[[ Task input, beginning ]]
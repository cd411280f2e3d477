//! Ledger database migrations - embedded SQL files
//!
//! Migrations are compiled into the binary at build time using include_str!.
//! Each migration is a tuple of (name, sql_content), applied in order.

/// All migrations, embedded at compile time.
/// Format: (filename, sql_content)
///
/// IMPORTANT: When adding a new migration:
/// 1. Create the SQL file: NNN_description.sql
/// 2. Add an entry here in order
pub const MIGRATIONS: &[(&str, &str)] = &[
    ("000_migrations.sql", include_str!("000_migrations.sql")),
    ("001_initial_schema.sql", include_str!("001_initial_schema.sql")),
    ("002_local_auth.sql", include_str!("002_local_auth.sql")),
];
[[ Task input, end ]]
◆ What you are asked to do ◆
Extract all lines from the data in which "embedded" is found.

◆ Solution to this task ◆
//! Ledger database migrations - embedded SQL files
/// All migrations, embedded at compile time.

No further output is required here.